Le regard d'Hermione passa du visage couturé de cicatrices du vieil Auror, illuminé par le soulagement et la reconnaissance, aux traits séduisants de Sirius Black, tranquillement sûr de lui, puis à sa main qui s'attardait sur le bras de Maugrey. La jeune sorcière émit une exclamation horrifiée.
« Tu voulais me dire quelque chose, Hermione ? fit Sirius, très détendu. Allons dans la salle à manger, c'est juste à côté. Tu veux bien nous excuser deux minutes, Al ? »
***
« C'était votre plan depuis le début ! attaqua Hermione une fois hors de portée de voix de Maugrey. Le terroriser en sachant que personne ne le croirait, jusqu'à ce qu'il se réfugie chez vous et vous tombe dans les bras !
- À la guerre comme à la guerre, répliqua Sirius avec un sourire. Tu sais ce qu'on dit : la fin justifie les moyens.
- C'est odieux ! Vous êtes odieux ! s'indigna Hermione, scandalisée.
- Ce qui serait vraiment odieux, ce serait de lui faire absorber un philtre d'amour, corrigea Sirius. Mais heureusement, je ne suis pas odieux à ce point-là.
- Vous allez tout de suite lui dire la vérité !
- Sinon quoi ? railla-t-il. Sinon c'est toi qui le feras, c'est ça ? Et tu penses qu'il y a la moindre chance pour qu'il te croie, toi, plutôt que son vieil et fidèle ami Sirius ? »
Hermione ne sut que répondre. Elle s'était attendue à ce qu'une fois mis au pied du mur, Sirius fasse amende honorable. Après tout, c'était quelqu'un de bien : il devait se rendre compte que ce qu'il faisait était mal, non ? Apparemment pas ; ou alors, il était moins recommandable qu'elle l'avait cru.

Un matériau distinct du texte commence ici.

//! Runtime SQL values with three-valued comparison semantics, and the
//! `QueryItem` cell representation returned by the connection driver.

use std::collections::HashMap;
use std::fmt;

use crate::model::types::{ColumnType, ColumnTypeKind};

/// A SQL literal or evaluation result.
#[derive(Debug, Clone)]
pub enum Value {
    Null,
    Int(i64),
    Float(f64),
    Str(String),
}

/// Comparison operators with SQL semantics.
#[derive(Debug, Clone, Copy, PartialEq, Eq)]
pub enum CmpOp {
    Eq,
    Ne,
    Lt,
    Le,
    Gt,
    Ge,
}

impl fmt::Display for CmpOp {
    fn fmt(&self, f: &mut fmt::Formatter<'_>) -> fmt::Result {
        let s = match self {
            CmpOp::Eq => "=",
            CmpOp::Ne => "!=",
            CmpOp::Lt => "<",
            CmpOp::Le => "<=",
            CmpOp::Gt => ">",
            CmpOp::Ge => ">=",
        };
        write!(f, "{s}")
    }
}

/// Arithmetic operators used inside generated expressions.
#[derive(Debug, Clone, Copy, PartialEq, Eq)]
pub enum ArithOp {
    Add,
    Sub,
    Mul,
}

impl fmt::Display for ArithOp {
    fn fmt(&self, f: &mut fmt::Formatter<'_>) -> fmt::Result {
        let s = match self {
            ArithOp::Add => "+",
            ArithOp::Sub => "-",
            ArithOp::Mul => "*",
        };
        write!(f, "{s}")
    }
}

impl Value {
    pub fn is_null(&self) -> bool {
        matches!(self, Value::Null)
    }

    /// SQL truthiness: NULL is unknown, numbers are true when non-zero and
    /// strings coerce through their numeric prefix.
    pub fn truth(&self) -> Option<bool> {
        match self {
            Value::Null => None,
            Value::Int(i) => Some(*i != 0),
            Value::Float(f) => Some(*f != 0.0),
            Value::Str(s) => Some(numeric_prefix(s) != 0.0),
        }
    }

    fn as_f64(&self) -> Option<f64> {
        match self {
            Value::Null => None,
            Value::Int(i) => Some(*i as f64),
            Value::Float(f) => Some(*f),
            Value::Str(s) => Some(numeric_prefix(s)),
        }
    }

    /// Three-valued comparison. Strings compare case-insensitively (the
    /// default collation of the target dialect); a string paired with a
    /// number is coerced to a number first.
    pub fn compare(&self, other: &Value, op: CmpOp) -> Value {
        if self.is_null() || other.is_null() {
            return Value::Null;
        }
        let ord = match (self, other) {
            (Value::Str(a), Value::Str(b)) => a.to_lowercase().cmp(&b.to_lowercase()),
            _ => {
                let (a, b) = (self.as_f64(), other.as_f64());
                match (a, b) {
                    (Some(a), Some(b)) => match a.partial_cmp(&b) {
                        Some(o) => o,
                        None => return Value::Null,
                    },
                    _ => return Value::Null,
                }
            }
        };
        let holds = match op {
            CmpOp::Eq => ord.is_eq(),
            CmpOp::Ne => ord.is_ne(),
            CmpOp::Lt => ord.is_lt(),
            CmpOp::Le => ord.is_le(),
            CmpOp::Gt => ord.is_gt(),
            CmpOp::Ge => ord.is_ge(),
        };
        Value::from_bool(holds)
    }

    /// Ternary AND: false dominates NULL.
    pub fn and(&self, other: &Value) -> Value {
        match (self.truth(), other.truth()) {
            (Some(false), _) | (_, Some(false)) => Value::Int(0),
            (Some(true), Some(true)) => Value::Int(1),
            _ => Value::Null,
        }
    }

    /// Ternary OR: true dominates NULL.
    pub fn or(&self, other: &Value) -> Value {
        match (self.truth(), other.truth()) {
            (Some(true), _) | (_, Some(true)) => Value::Int(1),
            (Some(false), Some(false)) => Value::Int(0),
            _ => Value::Null,
        }
    }

    /// Ternary NOT.
    pub fn not(&self) -> Value {
        match self.truth() {
            None => Value::Null,
            Some(b) => Value::from_bool(!b),
        }
    }

    /// NULL-propagating arithmetic; integer pairs stay integral.
    pub fn arith(&self, other: &Value, op: ArithOp) -> Value {
        if self.is_null() || other.is_null() {
            return Value::Null;
        }
        if let (Value::Int(a), Value::Int(b)) = (self, other) {
            let r = match op {
                ArithOp::Add => a.wrapping_add(*b),
                ArithOp::Sub => a.wrapping_sub(*b),
                ArithOp::Mul => a.wrapping_mul(*b),
            };
            return Value::Int(r);
        }
        match (self.as_f64(), other.as_f64()) {
            (Some(a), Some(b)) => Value::Float(match op {
                ArithOp::Add => a + b,
                ArithOp::Sub => a - b,
                ArithOp::Mul => a * b,
            }),
            _ => Value::Null,
        }
    }

    pub fn from_bool(b: bool) -> Value {
        Value::Int(if b { 1 } else { 0 })
    }
}

/// The leading numeric prefix of a string, zero when there is none.
fn numeric_prefix(s: &str) -> f64 {
    let trimmed = s.trim_start();
    let mut end = 0;
    let bytes = trimmed.as_bytes();
    let mut seen_dot = false;
    for (i, b) in bytes.iter().enumerate() {
        match b {
            b'-' | b'+' if i == 0 => {}
            b'.' if !seen_dot => seen_dot = true,
            b'0'..=b'9' => {}
            _ => break,
        }
        end = i + 1;
    }
    trimmed[..end].parse().unwrap_or(0.0)
}

impl fmt::Display for Value {
    fn fmt(&self, f: &mut fmt::Formatter<'_>) -> fmt::Result {
        match self {
            Value::Null => write!(f, "NULL"),
            Value::Int(i) => write!(f, "{i}"),
            Value::Float(v) => write!(f, "{v}"),
            Value::Str(s) => write!(f, "'{}'", s.replace('\'', "''")),
        }
    }
}

/// The kind tag a driver attaches to a result cell.
#[derive(Debug, Clone, Copy, PartialEq, Eq)]
pub enum ItemKind {
    Int,
    Float,
    Str,
}

/// One cell of a result set: a null flag plus the driver's string
/// rendering and kind tag. Two items are equal when both are NULL or both
/// render identically.
#[derive(Debug, Clone)]
pub struct QueryItem {
    pub val: String,
    pub null: bool,
    pub kind: ItemKind,
}

impl QueryItem {
    pub fn null() -> Self {
        QueryItem {
            val: String::new(),
            null: true,
            kind: ItemKind::Str,
        }
    }

    pub fn new(val: impl Into<String>, kind: ItemKind) -> Self {
        QueryItem {
            val: val.into(),
            null: false,
            kind,
        }
    }

    /// Reconstruct a typed value, preferring the schema column type when
    /// one is available and falling back to the driver's kind tag.
    pub fn to_value(&self, column_type: Option<&ColumnType>) -> Value {
        if self.null {
            return Value::Null;
        }
        let kind = match column_type {
            Some(ct) => match ct.kind {
                ColumnTypeKind::Int => ItemKind::Int,
                ColumnTypeKind::Float => ItemKind::Float,
                ColumnTypeKind::Varchar => ItemKind::Str,
            },
            None => self.kind,
        };
        match kind {
            ItemKind::Int => self
                .val
                .parse::<i64>()
                .map(Value::Int)
                .unwrap_or_else(|_| Value::Str(self.val.clone())),
            ItemKind::Float => self
                .val
                .parse::<f64>()
                .map(Value::Float)
                .unwrap_or_else(|_| Value::Str(self.val.clone())),
            ItemKind::Str => Value::Str(self.val.clone()),
        }
    }
}

/// A pivot row: folded `table.column` keys mapped to sampled cells.
pub type PivotRows = HashMap<String, QueryItem>;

« C'est une manipulation abjecte et révoltante, protesta-t-elle plus faiblement. C'est indigne de vous. »
Sirius pouffa de rire.
« Si tu savais combien de fois ma chère mère m'a dit et répété que j'étais un être indigne ! Maintenant c'est Kreattur qui se charge de me le rappeler tous les jours. »
Il la regarda avec des yeux tendres de gentil chien et soupira.
« Tu es encore très jeune et pétrie d'idéaux. En grandissant, tu t'apercevras que les gens, toi comprise, mettent facilement leurs principes de côté quand il s'agit d'obtenir ce qu'ils veulent. »
De fait, en cet instant, Hermione était prête à oublier quelques-uns de ses principes pour obtenir de Sirius qu'il arrête ses manigances, mais elle ne voyait pas comment s'y prendre. Elle ne possédait pas encore les compétences magiques nécessaires pour lui lancer l'Imperium et le contraindre à avouer, et elle n'avait pas de Veritaserum sous la main.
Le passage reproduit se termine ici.